= Beginning of Section =
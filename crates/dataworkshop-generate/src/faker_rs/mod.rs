pub mod adapter;
pub mod locales;

pub use adapter::{FakeRsAdapter, FakerKind};
pub use locales::LocaleKey;
use std::path::Path;

use schemars::{JsonSchema, schema_for};
use serde::{Deserialize, Serialize};
use serde_json::Value;

use crate::column::ColumnSpec;
use crate::error::{Error, Result};

/// Dataset name used when the document does not set one.
pub const DEFAULT_DATASET_NAME: &str = "Fake Data";
/// Row count used when the document does not set one.
pub const DEFAULT_ROWS: u64 = 200;

/// A dataset request: columns, row count and generation settings.
#[derive(Debug, Clone, PartialEq, Serialize, Deserialize, JsonSchema)]
pub struct DatasetSpec {
    /// Dataset name; also used as the export file stem.
    #[serde(default = "default_name")]
    pub name: String,
    /// Number of rows to generate.
    #[serde(default = "default_rows")]
    pub rows: u64,
    /// Seed for reproducible output.
    #[serde(default, skip_serializing_if = "Option::is_none")]
    pub seed: Option<u64>,
    /// Locale for name/company/city/country values (ex.: `zh_CN`).
    #[serde(default, skip_serializing_if = "Option::is_none")]
    pub locale: Option<String>,
    /// Output columns, in order.
    #[serde(default)]
    pub columns: Vec<ColumnSpec>,
}

fn default_name() -> String {
    DEFAULT_DATASET_NAME.to_string()
}

fn default_rows() -> u64 {
    DEFAULT_ROWS
}

impl Default for DatasetSpec {
    fn default() -> Self {
        Self {
            name: default_name(),
            rows: DEFAULT_ROWS,
            seed: None,
            locale: None,
            columns: Vec::new(),
        }
    }
}

impl DatasetSpec {
    pub fn new(name: impl Into<String>, rows: u64, columns: Vec<ColumnSpec>) -> Self {
        Self {
            name: name.into(),
            rows,
            columns,
            ..Self::default()
        }
    }

    pub fn from_toml_str(content: &str) -> Result<Self> {
        Ok(toml::from_str(content)?)
    }

    pub fn from_json_str(content: &str) -> Result<Self> {
        Ok(serde_json::from_str(content)?)
    }

    /// Load a `.toml` or `.json` document.
    pub fn from_path(path: &Path) -> Result<Self> {
        let content = std::fs::read_to_string(path)?;
        match DocumentFormat::from_path(path)? {
            DocumentFormat::Toml => Self::from_toml_str(&content),
            DocumentFormat::Json => Self::from_json_str(&content),
        }
    }

    pub fn to_toml_string(&self) -> Result<String> {
        Ok(toml::to_string_pretty(self)?)
    }
}

/// Supported on-disk formats for dataset documents.
#[derive(Debug, Clone, Copy, PartialEq, Eq)]
pub enum DocumentFormat {
    Toml,
    Json,
}

impl DocumentFormat {
    pub fn from_path(path: &Path) -> Result<Self> {
        match path.extension().and_then(|ext| ext.to_str()) {
            Some("toml") => Ok(Self::Toml),
            Some("json") => Ok(Self::Json),
            _ => Err(Error::UnsupportedFormat(path.display().to_string())),
        }
    }
}

/// JSON Schema describing a dataset document.
pub fn dataset_json_schema() -> Result<Value> {
    let schema = schema_for!(DatasetSpec);
    Ok(serde_json::to_value(&schema)?)
}
//! Pool synthesis for the named semantic types.

use rand::RngCore;

use crate::faker_rs::{FakeRsAdapter, FakerKind, LocaleKey};

/// Draw `count` values from the faker provider.
///
/// Values are not deduplicated: `count` is a draw budget, so the pool may
/// hold fewer unique entries than its length.
pub fn faker_pool(
    kind: FakerKind,
    locale: LocaleKey,
    count: usize,
    rng: &mut dyn RngCore,
) -> Vec<String> {
    (0..count)
        .map(|_| FakeRsAdapter::generate_value(kind, locale, rng))
        .collect()
}

/// `<name>1 ..= <name>count`, in order.
pub fn named_sequence_pool(name: &str, count: usize) -> Vec<String> {
    (1..=count).map(|idx| format!("{name}{idx}")).collect()
}

#[cfg(test)]
mod tests {
    use super::*;

    #[test]
    fn named_sequence_appends_one_based_index() {
        assert_eq!(
            named_sequence_pool("Column 1", 3),
            vec!["Column 11", "Column 12", "Column 13"]
        );
    }
}
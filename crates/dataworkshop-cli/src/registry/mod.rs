mod atomic;
mod logging;
mod run;

pub use atomic::{write_bytes_atomic, write_json_atomic};
pub use logging::{init_run_logging, init_stderr_logging};
pub use run::{RunContext, RunOptions, start_run, write_report};

use thiserror::Error;

/// Registry-level errors for run artifacts.
#[derive(Debug, Error)]
pub enum RegistryError {
    #[error("io error: {0}")]
    Io(#[from] std::io::Error),
    #[error("json serialization error: {0}")]
    Json(#[from] serde_json::Error),
    #[error("logging error: {0}")]
    Logging(String),
    #[error("invalid path: {0}")]
    InvalidPath(String),
}

/// Result type for registry operations.
pub type RegistryResult<T> = std::result::Result<T, RegistryError>;
use std::fs::{OpenOptions, create_dir_all};
use std::io::{self, Write};
use std::path::{Path, PathBuf};

use serde::Serialize;

use super::{RegistryError, RegistryResult};

pub fn write_json_atomic<T: Serialize>(path: &Path, value: &T) -> RegistryResult<()> {
    let data = serde_json::to_vec_pretty(value)?;
    write_bytes_atomic(path, &data)
}

/// Write through a sibling `.tmp` file and rename, so readers never see a
/// half-written document.
pub fn write_bytes_atomic(path: &Path, data: &[u8]) -> RegistryResult<()> {
    let parent = path.parent().filter(|parent| !parent.as_os_str().is_empty());
    if let Some(parent) = parent {
        create_dir_all(parent)?;
    }

    let tmp_path = temp_path(path)?;
    let mut file = OpenOptions::new()
        .create(true)
        .truncate(true)
        .write(true)
        .open(&tmp_path)?;
    file.write_all(data)?;
    file.sync_all()?;

    std::fs::rename(&tmp_path, path)?;
    if let Some(parent) = parent {
        sync_dir(parent)?;
    }

    Ok(())
}

fn temp_path(path: &Path) -> RegistryResult<PathBuf> {
    let file_name = path
        .file_name()
        .ok_or_else(|| RegistryError::InvalidPath(path.display().to_string()))?;
    let tmp_name = format!("{}.tmp", file_name.to_string_lossy());
    Ok(path.with_file_name(tmp_name))
}

#[cfg(unix)]
fn sync_dir(path: &Path) -> io::Result<()> {
    let dir = OpenOptions::new().read(true).open(path)?;
    dir.sync_all()
}

#[cfg(not(unix))]
fn sync_dir(_path: &Path) -> io::Result<()> {
    Ok(())
}

#[cfg(test)]
mod tests {
    use super::*;

    #[test]
    fn replaces_existing_file_and_leaves_no_temp() {
        let dir = std::env::temp_dir().join(format!("dataworkshop_atomic_{}", uuid::Uuid::new_v4()));
        let path = dir.join("nested").join("doc.json");

        write_bytes_atomic(&path, b"first").expect("first write");
        write_json_atomic(&path, &serde_json::json!({"rows": 3})).expect("second write");

        let content = std::fs::read_to_string(&path).expect("read back");
        assert!(content.contains("\"rows\": 3"));
        assert!(!path.with_file_name("doc.json.tmp").exists());

        let _ = std::fs::remove_dir_all(&dir);
    }
}
use chrono::{Duration, NaiveDate};
use rand::Rng;
use rand::RngCore;
use rand::seq::IndexedRandom;

use dataworkshop_core::DECIMAL_SCALE;

use crate::generators::GeneratedValue;

/// Random UUID v4 drawn from the row RNG.
pub fn uuid_v4(rng: &mut dyn RngCore) -> GeneratedValue {
    let mut bytes = [0_u8; 16];
    rng.fill_bytes(&mut bytes);
    let uuid = uuid::Builder::from_random_bytes(bytes).into_uuid();
    GeneratedValue::Uuid(uuid.to_string())
}

/// Uniform integer in the closed interval `[min, max]`.
pub fn int_range(min: i64, max: i64, rng: &mut dyn RngCore) -> GeneratedValue {
    GeneratedValue::Int(rng.random_range(min..=max))
}

/// Uniform decimal over the scaled grid `[low, high]` (see
/// [`dataworkshop_core::decimal_scaled_range`]).
pub fn decimal_scaled(low: i64, high: i64, rng: &mut dyn RngCore) -> GeneratedValue {
    let scaled = rng.random_range(low..=high);
    let factor = 10_f64.powi(DECIMAL_SCALE);
    GeneratedValue::Float(scaled as f64 / factor)
}

/// Uniform date in `[start, start + span_days]`.
pub fn date_range(start: NaiveDate, span_days: i64, rng: &mut dyn RngCore) -> GeneratedValue {
    let offset = rng.random_range(0..=span_days);
    GeneratedValue::Date(start + Duration::days(offset))
}

/// Uniform pick with replacement; `Null` only for an empty list.
pub fn pick_text(values: &[String], rng: &mut dyn RngCore) -> GeneratedValue {
    values
        .choose(rng)
        .map(|value| GeneratedValue::Text(value.clone()))
        .unwrap_or(GeneratedValue::Null)
}

#[cfg(test)]
mod tests {
    use rand::SeedableRng;
    use rand_chacha::ChaCha8Rng;

    use super::*;

    #[test]
    fn uuid_has_v4_layout() {
        let mut rng = ChaCha8Rng::seed_from_u64(7);
        let GeneratedValue::Uuid(text) = uuid_v4(&mut rng) else {
            panic!("expected uuid");
        };
        let parsed = uuid::Uuid::parse_str(&text).expect("valid uuid");
        assert_eq!(parsed.get_version_num(), 4);
        assert_eq!(text.len(), 36);
    }

    #[test]
    fn single_day_span_returns_start() {
        let mut rng = ChaCha8Rng::seed_from_u64(7);
        let day = NaiveDate::from_ymd_opt(2024, 2, 29).expect("date");
        assert_eq!(date_range(day, 0, &mut rng), GeneratedValue::Date(day));
    }

    #[test]
    fn pick_from_empty_list_is_null() {
        let mut rng = ChaCha8Rng::seed_from_u64(7);
        assert!(pick_text(&[], &mut rng).is_null());
    }
}
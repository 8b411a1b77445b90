use std::fs::File;
use std::io::Write;
use std::path::Path;

use chrono::Datelike;
use rust_xlsxwriter::{ExcelDateTime, Format, Workbook, XlsxError};

use dataworkshop_core::DEFAULT_DATASET_NAME;

use crate::generators::GeneratedValue;
use crate::table::GeneratedTable;

/// Longest sheet name a workbook accepts.
pub const MAX_SHEET_NAME_LEN: usize = 31;

/// Write a table as an `.xlsx` workbook: one sheet named after the table,
/// a header row in column order, then one row per generated row.
pub fn write_table_xlsx(path: &Path, table: &GeneratedTable) -> Result<u64, XlsxError> {
    let file = File::create(path).map_err(XlsxError::IoError)?;
    write_xlsx_to(file, table)
}

/// Write the workbook into any writer, returning the number of bytes written.
pub fn write_xlsx_to<W: Write>(mut inner: W, table: &GeneratedTable) -> Result<u64, XlsxError> {
    let data = workbook_bytes(table)?;
    inner.write_all(&data).map_err(XlsxError::IoError)?;
    inner.flush().map_err(XlsxError::IoError)?;
    Ok(data.len() as u64)
}

fn workbook_bytes(table: &GeneratedTable) -> Result<Vec<u8>, XlsxError> {
    let header_format = Format::new().set_bold();
    let decimal_format = Format::new().set_num_format("0.00");
    let date_format = Format::new().set_num_format("yyyy-mm-dd");

    let mut workbook = Workbook::new();
    let worksheet = workbook.add_worksheet();
    worksheet.set_name(sheet_name(&table.name))?;

    for (idx, column) in table.columns.iter().enumerate() {
        worksheet.write_string_with_format(0, column_index(idx)?, column, &header_format)?;
    }

    for (idx, row) in table.rows.iter().enumerate() {
        let row_num = u32::try_from(idx + 1).map_err(|_| XlsxError::RowColumnLimitError)?;
        for (col, value) in row.values.iter().enumerate() {
            let col = column_index(col)?;
            match value {
                GeneratedValue::Null => {}
                GeneratedValue::Int(value) => {
                    worksheet.write_number(row_num, col, *value as f64)?;
                }
                GeneratedValue::Float(value) => {
                    worksheet.write_number_with_format(row_num, col, *value, &decimal_format)?;
                }
                GeneratedValue::Text(value) | GeneratedValue::Uuid(value) => {
                    worksheet.write_string(row_num, col, value)?;
                }
                GeneratedValue::Date(day) => match excel_date(*day) {
                    Some(date) => {
                        worksheet.write_datetime_with_format(row_num, col, &date, &date_format)?;
                    }
                    // Outside the workbook calendar; keep the ISO text.
                    None => {
                        worksheet.write_string(row_num, col, value.to_csv())?;
                    }
                },
            }
        }
    }

    workbook.save_to_buffer()
}

fn column_index(idx: usize) -> Result<u16, XlsxError> {
    u16::try_from(idx).map_err(|_| XlsxError::RowColumnLimitError)
}

fn excel_date(day: chrono::NaiveDate) -> Option<ExcelDateTime> {
    let year = u16::try_from(day.year()).ok()?;
    ExcelDateTime::from_ymd(year, day.month() as u8, day.day() as u8).ok()
}

/// Sheet name for a dataset: reserved characters become `_`, leading and
/// trailing apostrophes are dropped, and the result is cut to
/// [`MAX_SHEET_NAME_LEN`] characters.
pub fn sheet_name(dataset: &str) -> String {
    let cleaned: String = dataset
        .trim()
        .trim_matches('\'')
        .chars()
        .map(|ch| match ch {
            '[' | ']' | ':' | '*' | '?' | '/' | '\\' => '_',
            ch if ch.is_control() => '_',
            ch => ch,
        })
        .take(MAX_SHEET_NAME_LEN)
        .collect();
    let cleaned = cleaned.trim_end_matches('\'').trim();
    if cleaned.is_empty() {
        DEFAULT_DATASET_NAME.to_string()
    } else {
        cleaned.to_string()
    }
}

#[cfg(test)]
mod tests {
    use super::*;

    #[test]
    fn sheet_names_are_sanitized_and_truncated() {
        assert_eq!(sheet_name("Fake Data"), "Fake Data");
        assert_eq!(sheet_name("sales/2024:Q1"), "sales_2024_Q1");
        assert_eq!(sheet_name("'quoted'"), "quoted");
        assert_eq!(sheet_name("   "), "Fake Data");
        assert_eq!(sheet_name(&"销".repeat(40)).chars().count(), MAX_SHEET_NAME_LEN);
    }
}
= End of Section =
--- Task to complete ---
Each line in the records above that contains the word "const" must be copied.

--- Output of the task ---
pub const DEFAULT_DATASET_NAME: &str = "Fake Data";
pub const DEFAULT_ROWS: u64 = 200;
pub const MAX_SHEET_NAME_LEN: usize = 31;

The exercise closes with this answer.